Note: The specific values below (subnets, IPs, hostnames, container IDs, and internal tooling) reflect our own local DC environment. Substitute your own values wherever you see <PLACEHOLDER> style references or obvious environment-specific names.


TL;DR

We ran a Tailscale subnet router as an LXC container on our Proxmox host to get remote access to our management network (<YOUR_MGMT_SUBNET> in our case). It was a quick fix. Any Proxmox issue took down VPN access simultaneously.

We replaced it with a dedicated physical ops node running Tailscale natively as a systemd service. VPN and Proxmox are now independent.


How We Got Here

When we first stood up the local DC, we needed a way to reach the management network remotely. The fastest path was an LXC container on our existing Proxmox host with Tailscale installed, advertising the subnet.

It took about twenty minutes to spin up. It worked immediately. We moved on to building out the rest of the platform.

The container quietly kept the lights on for under two weeks.


The LXC Approach: Pros and Cons

This is not a bad pattern. It is the right call in the right context. The problem is knowing when you have outgrown it.

Pros

  • Fast to spin up. An LXC with Tailscale is a twenty-minute job. No extra hardware, no racking, no OS install. If you are in bootstrapping mode and need remote access now, this gets you there.
  • Zero additional cost. You are using existing capacity. During early build-out when you are still procuring hardware and standing up services, this matters.
  • Good enough for short windows. If your Proxmox host is stable and you are physically near the site, the blast radius of a failure is low. It is a calculated trade-off, not a mistake.
  • Disposable by design. When you are moving fast and iterating on your architecture, you do not want permanent decisions embedded in your network path. An LXC is easy to replace when you are ready.

Cons

  • Circular dependency.
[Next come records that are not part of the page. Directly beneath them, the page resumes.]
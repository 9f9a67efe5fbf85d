use bytes::{BufMut, Bytes, BytesMut};

pub const CURRENT_MARKER: &[u8] = b"<<<<<<< HEAD\n";
pub const SEPARATOR_MARKER: &[u8] = b"=======\n";
pub const TARGET_MARKER: &[u8] = b">>>>>>>\n";

/// Combine both sides of a conflicting file
///
/// Each side is inserted verbatim; a side that deleted the file contributes
/// nothing.
pub fn conflict_content(current: &[u8], target: &[u8]) -> Bytes {
    let mut content = BytesMut::with_capacity(
        CURRENT_MARKER.len()
            + current.len()
            + SEPARATOR_MARKER.len()
            + target.len()
            + TARGET_MARKER.len(),
    );

    content.put_slice(CURRENT_MARKER);
    content.put_slice(current);
    content.put_slice(SEPARATOR_MARKER);
    content.put_slice(target);
    content.put_slice(TARGET_MARKER);

    content.freeze()
}

#[cfg(test)]
mod tests {
    use super::*;
    use pretty_assertions::assert_eq;

    #[test]
    fn both_sides_are_kept_verbatim() {
        let content = conflict_content(b"current\n", b"target\n");

        assert_eq!(
            String::from_utf8_lossy(&content),
            "<<<<<<< HEAD\ncurrent\n=======\ntarget\n>>>>>>>\n"
        );
    }

    #[test]
    fn deleted_side_is_empty() {
        let content = conflict_content(b"", b"target\n");

        assert_eq!(
            String::from_utf8_lossy(&content),
            "<<<<<<< HEAD\n=======\ntarget\n>>>>>>>\n"
        );
    }
}
//! Working index file format
//!
//! The working index is the staging snapshot that the next commit will record.
//! It is persisted as a small binary file.
//!
//! ## File Format (Version 1)
//!
//! ```text
//! Header (12 bytes):
//!   - Signature: "GLIX" (4 bytes)
//!   - Version: 1 (4 bytes)
//!   - Entry count (4 bytes)
//!
//! Entries (variable length, sorted by path):
//!   - Blob digest (20 bytes)
//!   - Path length (2 bytes)
//!   - Path, `/`-separated UTF-8
//!
//! Checksum (20 bytes):
//!   - SHA-1 hash of all preceding bytes
//! ```

pub mod checksum;
pub mod index_entry;
pub mod index_header;

/// Size of SHA-1 checksum in bytes
pub const CHECKSUM_SIZE: usize = 20;

/// Size of index header in bytes
pub const HEADER_SIZE: usize = 12; // 4 bytes for marker, 4 for version, 4 for entries_count

/// Magic signature identifying index files
pub const SIGNATURE: &str = "GLIX";

/// Index file format version
pub const VERSION: u32 = 1;
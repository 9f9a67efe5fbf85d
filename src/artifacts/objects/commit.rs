//! Commit object
//!
//! A commit records one snapshot of the tracked files together with its
//! parent commits (none for the root, two for a merge), a timestamp and a
//! message.
//!
//! ## Identity
//!
//! `id = SHA1(snapshot.hash() ++ SHA1(parent ids))`. The message and the
//! timestamp do not take part, so two commits over the same parents and the
//! same snapshot are the same commit.
//!
//! ## Format
//!
//! On disk:
//! ```text
//! commit <size>\0
//! parent <parent-sha>
//! date <unix-seconds> <timezone>
//! file <blob-sha> <path>
//!
//! <commit message>
//! ```

use crate::artifacts::objects::object::{Object, Packable, Unpackable, frame};
use crate::artifacts::objects::object_id::ObjectId;
use crate::artifacts::objects::object_type::ObjectType;
use crate::artifacts::objects::tree::{Tree, path_key};
use anyhow::Context;
use bytes::Bytes;
use chrono::{DateTime, FixedOffset};
use std::io::BufRead;
use std::path::{Path, PathBuf};

/// Environment variable overriding the timestamp of new commits
pub const DATE_ENV: &str = "GITLET_DATE";

/// Message of the root commit created by `init`
pub const INITIAL_COMMIT_MESSAGE: &str = "initial commit";

#[derive(Debug, Clone, PartialEq, Eq)]
pub struct Commit {
    oid: ObjectId,
    timestamp: DateTime<FixedOffset>,
    parents: Vec<ObjectId>,
    message: String,
    snapshot: Tree,
}

impl Commit {
    pub fn new(
        parents: Vec<ObjectId>,
        message: String,
        snapshot: Tree,
        timestamp: DateTime<FixedOffset>,
    ) -> Self {
        Commit {
            oid: Self::compute_id(&parents, &snapshot),
            timestamp,
            parents,
            message,
            snapshot,
        }
    }

    /// The root commit: no parents, empty snapshot, dated at the Unix epoch
    pub fn initial() -> Self {
        Self::new(
            Vec::new(),
            INITIAL_COMMIT_MESSAGE.to_string(),
            Tree::new(),
            DateTime::<chrono::Utc>::UNIX_EPOCH.fixed_offset(),
        )
    }

    pub fn compute_id(parents: &[ObjectId], snapshot: &Tree) -> ObjectId {
        let parents_hash = ObjectId::digest_all(parents.iter().map(|p| p.as_ref().as_bytes()));
        let snapshot_hash = snapshot.hash();

        ObjectId::digest_all([
            snapshot_hash.as_ref().as_bytes(),
            parents_hash.as_ref().as_bytes(),
        ])
    }

    pub fn oid(&self) -> &ObjectId {
        &self.oid
    }

    pub fn parents(&self) -> &[ObjectId] {
        &self.parents
    }

    /// First parent, followed by `log`
    pub fn parent(&self) -> Option<&ObjectId> {
        self.parents.first()
    }

    pub fn is_merge(&self) -> bool {
        self.parents.len() > 1
    }

    pub fn message(&self) -> &str {
        &self.message
    }

    pub fn snapshot(&self) -> &Tree {
        &self.snapshot
    }

    pub fn tracks(&self, path: &Path) -> bool {
        self.snapshot.contains(path)
    }

    pub fn timestamp(&self) -> DateTime<FixedOffset> {
        self.timestamp
    }

    /// Format timestamp in human-readable form
    ///
    /// # Returns
    ///
    /// String like "Thu Jan 01 00:00:00 1970 +0000"
    pub fn readable_timestamp(&self) -> String {
        self.timestamp.format("%a %b %d %H:%M:%S %Y %z").to_string()
    }
}

/// Timestamp for a new commit
///
/// Reads `GITLET_DATE` (RFC 2822 or `%Y-%m-%d %H:%M:%S %z`) and falls back to
/// the local clock when it is unset or unparsable.
pub fn timestamp_from_env() -> DateTime<FixedOffset> {
    std::env::var(DATE_ENV)
        .ok()
        .and_then(|date_str| {
            DateTime::parse_from_rfc2822(&date_str)
                .or_else(|_| DateTime::parse_from_str(&date_str, "%Y-%m-%d %H:%M:%S %z"))
                .ok()
        })
        .unwrap_or_else(|| chrono::Local::now().fixed_offset())
}

impl Packable for Commit {
    fn serialize(&self) -> anyhow::Result<Bytes> {
        let mut object_content = vec![];

        for parent in &self.parents {
            object_content.push(format!("parent {}", parent.as_ref()));
        }
        object_content.push(format!(
            "date {} {}",
            self.timestamp.timestamp(),
            self.timestamp.format("%z")
        ));
        for (path, oid) in self.snapshot.iter() {
            object_content.push(format!("file {} {}", oid.as_ref(), path_key(path)));
        }
        object_content.push(String::new());
        object_content.push(self.message.to_string());

        frame(self.object_type(), object_content.join("\n").as_bytes())
    }
}

impl Unpackable for Commit {
    fn deserialize(reader: impl BufRead) -> anyhow::Result<Self> {
        let content = reader
            .bytes()
            .collect::<Result<Vec<u8>, std::io::Error>>()?;

        let content = String::from_utf8(content)?;
        let (header, message) = content
            .split_once("\n\n")
            .context("Invalid commit object: missing message separator")?;
        let mut lines = header.split('\n');

        let mut parents = Vec::new();
        let mut next_line = lines
            .next()
            .context("Invalid commit object: missing date line")?;

        while let Some(parent_oid) = next_line.strip_prefix("parent ") {
            parents.push(ObjectId::try_parse(parent_oid.to_string())?);

            next_line = lines
                .next()
                .context("Invalid commit object: missing date line")?;
        }

        let date = next_line
            .strip_prefix("date ")
            .context("Invalid commit object: invalid date line")?;
        let timestamp = DateTime::parse_from_str(date, "%s %z")
            .with_context(|| format!("Invalid commit object: invalid date '{date}'"))?;

        let mut snapshot = Tree::new();
        for line in lines {
            let entry = line
                .strip_prefix("file ")
                .context("Invalid commit object: invalid file line")?;
            let (oid, path) = entry
                .split_once(' ')
                .context("Invalid commit object: file line without a path")?;
            snapshot.insert(PathBuf::from(path), ObjectId::try_parse(oid.to_string())?);
        }

        let message = message.to_string();
        Ok(Self::new(parents, message, snapshot, timestamp))
    }
}

impl Object for Commit {
    fn object_type(&self) -> ObjectType {
        ObjectType::Commit
    }

    fn object_id(&self) -> ObjectId {
        self.oid.clone()
    }
}
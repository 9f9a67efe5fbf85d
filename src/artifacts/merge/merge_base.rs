//! Merge base search
//!
//! The full ancestor set of the target head is collected first. The current
//! head's history is then walked breadth-first and the first commit found in
//! that set is the merge base.
//!
//! This picks *a* common ancestor, the one closest to the current head in
//! breadth-first order. In histories with several merge bases at different
//! depths it is not necessarily the lowest common ancestor.

use crate::artifacts::log::commit_graph::CommitGraph;
use crate::artifacts::objects::object_id::ObjectId;

pub fn find_merge_base(
    graph: &CommitGraph,
    current: &ObjectId,
    target: &ObjectId,
) -> Option<ObjectId> {
    let target_ancestors = graph.ancestor_ids(target);
    tracing::debug!(
        %target,
        ancestors = target_ancestors.len(),
        "collected target ancestors"
    );

    let merge_base = graph
        .ancestors(current)
        .map(|commit| commit.oid())
        .find(|oid| target_ancestors.contains(*oid))
        .cloned();

    match &merge_base {
        Some(merge_base) => tracing::debug!(%current, %target, %merge_base, "found merge base"),
        None => tracing::debug!(%current, %target, "no common ancestor"),
    }

    merge_base
}
use crate::areas::repository::Repository;
use crate::artifacts::branch::branch_name::BranchName;
use crate::artifacts::checkout::migration::Migration;
use crate::artifacts::objects::object_id::ObjectId;
use crate::artifacts::status::inspector::Inspector;
use crate::errors::RepositoryError;
use std::path::Path;

impl Repository {
    /// Switch to `branch`, replacing the working files and the index with its snapshot
    pub fn checkout_branch(&mut self, branch: &str) -> crate::errors::Result<()> {
        let branches = self.branches()?;
        let name = BranchName::try_parse(branch).map_err(|_| RepositoryError::NoSuchBranch)?;
        let target = branches
            .get(&name)
            .cloned()
            .ok_or(RepositoryError::NoSuchBranch)?;
        if branches.is_active(&name) {
            return Err(RepositoryError::AlreadyOnBranch);
        }

        self.materialize(&target)?;
        self.branches_mut()?.switch(&name)?;
        tracing::info!(branch = %name, head = %target, "switched branch");

        self.save()
    }

    /// Overwrite the working copy of `path` with its version in a commit
    ///
    /// The index is left alone.
    pub fn checkout_file(
        &mut self,
        commit_id: &str,
        path: impl AsRef<Path>,
    ) -> crate::errors::Result<()> {
        self.branches()?;
        let commit = self.graph().resolve(commit_id)?.oid().clone();

        self.write_from_commit(&commit, path.as_ref())
    }

    /// Overwrite the working copy of `path` with its version in HEAD
    pub fn restore(&mut self, path: impl AsRef<Path>) -> crate::errors::Result<()> {
        let head = self.branches()?.head().clone();

        self.write_from_commit(&head, path.as_ref())
    }

    fn write_from_commit(&self, commit: &ObjectId, path: &Path) -> crate::errors::Result<()> {
        let relative = self
            .workspace()
            .relative(path)
            .map_err(|_| RepositoryError::FileNotInCommit)?;
        let oid = self
            .graph()
            .get(commit)?
            .snapshot()
            .get(&relative)
            .ok_or(RepositoryError::FileNotInCommit)?;

        let blob = self.database().load_blob(oid)?;
        self.workspace().write_file(&relative, blob.content())?;

        Ok(())
    }

    /// Replace the working files and the index with the snapshot of `target`
    ///
    /// Fails without touching anything if an untracked file would be
    /// overwritten or a blob is missing.
    pub(crate) fn materialize(&mut self, target: &ObjectId) -> crate::errors::Result<()> {
        let snapshot = self.graph().get(target)?.snapshot().clone();

        {
            let migration = Migration::new(self.index().tree(), &snapshot);
            let untracked = Inspector::new(self.workspace()).untracked_files(self.index().tree())?;
            let conflicts = migration.untracked_conflicts(&untracked);
            if !conflicts.is_empty() {
                tracing::debug!(?conflicts, "untracked files in the way");
                return Err(RepositoryError::UntrackedFileConflict);
            }

            self.workspace().apply_migration(&migration, self.database())?;
        }

        self.index_mut().replace(snapshot);
        Ok(())
    }
}
use crate::areas::repository::{METADATA_DIR, Repository};
use crate::errors::RepositoryError;

impl Repository {
    /// Remember `location` (with `/` separators) under `name`
    pub fn add_remote(&mut self, name: &str, location: &str) -> crate::errors::Result<()> {
        self.remotes_mut()?.add(name, location)?;
        self.save()
    }

    pub fn delete_remote(&mut self, name: &str) -> crate::errors::Result<()> {
        self.remotes_mut()?.remove(name)?;
        self.save()
    }

    /// Check that `remote` names a reachable repository
    ///
    /// Copying commits between repositories is not supported, so a reachable
    /// remote still ends in `TransferUnsupported`.
    pub fn fetch(&mut self, remote: &str, branch: &str) -> crate::errors::Result<()> {
        self.check_remote(remote)?;
        tracing::debug!(remote, branch, "fetch requested");

        Err(RepositoryError::TransferUnsupported)
    }

    /// See [`Repository::fetch`]
    pub fn push(&mut self, remote: &str, branch: &str) -> crate::errors::Result<()> {
        self.check_remote(remote)?;
        tracing::debug!(remote, branch, "push requested");

        Err(RepositoryError::TransferUnsupported)
    }

    fn check_remote(&self, remote: &str) -> crate::errors::Result<()> {
        let location = self.path().join(self.remotes()?.get(remote)?);

        if location.join(METADATA_DIR).is_dir() {
            Ok(())
        } else {
            Err(RepositoryError::RemoteUnreachable)
        }
    }
}
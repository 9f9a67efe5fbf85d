//! Branch table
//!
//! Named, mutable pointers into the commit graph plus the designated active
//! branch. HEAD is not stored separately: it is always the tip of the active
//! branch, which keeps the two from drifting apart.

use crate::artifacts::branch::branch_name::BranchName;
use crate::artifacts::objects::object_id::ObjectId;
use crate::errors::RepositoryError;
use std::collections::BTreeMap;

/// Read-only view of one branch
#[derive(Debug, Clone, PartialEq, Eq)]
pub struct Branch<'t> {
    pub name: &'t BranchName,
    pub head: &'t ObjectId,
    pub active: bool,
}

#[derive(Debug, Clone, PartialEq, Eq)]
pub struct BranchTable {
    branches: BTreeMap<BranchName, ObjectId>,
    active: BranchName,
}

impl BranchTable {
    /// A table holding only `active`, pointing at `head`
    pub fn new(active: BranchName, head: ObjectId) -> Self {
        BranchTable {
            branches: BTreeMap::from([(active.clone(), head)]),
            active,
        }
    }

    /// Rebuild a table from persisted branches; the active branch must be among them
    pub fn from_parts(
        branches: BTreeMap<BranchName, ObjectId>,
        active: BranchName,
    ) -> Result<Self, RepositoryError> {
        if !branches.contains_key(&active) {
            return Err(RepositoryError::Corrupt(format!(
                "active branch {active} has no branch file"
            )));
        }

        Ok(BranchTable { branches, active })
    }

    pub fn active(&self) -> &BranchName {
        &self.active
    }

    /// HEAD: the tip of the active branch
    pub fn head(&self) -> &ObjectId {
        // from_parts and delete keep the active branch in the map
        &self.branches[&self.active]
    }

    pub fn get(&self, name: &BranchName) -> Option<&ObjectId> {
        self.branches.get(name)
    }

    pub fn is_active(&self, name: &BranchName) -> bool {
        &self.active == name
    }

    /// Branches in name order
    pub fn iter(&self) -> impl Iterator<Item = Branch<'_>> {
        self.branches.iter().map(|(name, head)| Branch {
            name,
            head,
            active: self.is_active(name),
        })
    }

    pub fn heads(&self) -> &BTreeMap<BranchName, ObjectId> {
        &self.branches
    }

    pub fn create(&mut self, name: BranchName, head: ObjectId) -> Result<(), RepositoryError> {
        if self.branches.contains_key(&name) {
            return Err(RepositoryError::BranchAlreadyExists);
        }

        self.branches.insert(name, head);
        Ok(())
    }

    /// Drop the pointer; the commits it referenced stay in the graph
    pub fn delete(&mut self, name: &BranchName) -> Result<ObjectId, RepositoryError> {
        if !self.branches.contains_key(name) {
            return Err(RepositoryError::NoSuchBranch);
        }
        if self.is_active(name) {
            return Err(RepositoryError::CannotRemoveActiveBranch);
        }

        self.branches
            .remove(name)
            .ok_or(RepositoryError::NoSuchBranch)
    }

    pub fn switch(&mut self, name: &BranchName) -> Result<(), RepositoryError> {
        if !self.branches.contains_key(name) {
            return Err(RepositoryError::NoSuchBranch);
        }

        self.active = name.clone();
        Ok(())
    }

    /// Move the active branch (and therefore HEAD) to `oid`
    pub fn set_head(&mut self, oid: ObjectId) {
        self.branches.insert(self.active.clone(), oid);
    }
}
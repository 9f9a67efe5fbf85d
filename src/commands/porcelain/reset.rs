use crate::areas::repository::Repository;
use crate::artifacts::objects::object_id::ObjectId;

impl Repository {
    /// Move the active branch to any commit and check out its snapshot
    pub fn reset(&mut self, commit_id: &str) -> crate::errors::Result<ObjectId> {
        self.branches()?;
        let target = self.graph().resolve(commit_id)?.oid().clone();

        self.materialize(&target)?;
        self.branches_mut()?.set_head(target.clone());
        tracing::info!(head = %target, "reset active branch");

        self.save()?;
        Ok(target)
    }
}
Your remote access tool depends on the host you need remote access to. This is the core problem.
  • Worst-case timing. The LXC goes down at the exact moment you need it, when something is wrong with Proxmox. Every failure scenario is the maximum severity scenario.
  • Container networking adds abstraction. Tailscale in an LXC works, but it shares the host kernel network namespace and produces subtle routing issues under load or after unexpected system events. Native systemd is cleaner.
  • Not audit-friendly. On anything with compliance requirements, having your VPN gateway co-resident with your hypervisor is a conversation you do not want to have.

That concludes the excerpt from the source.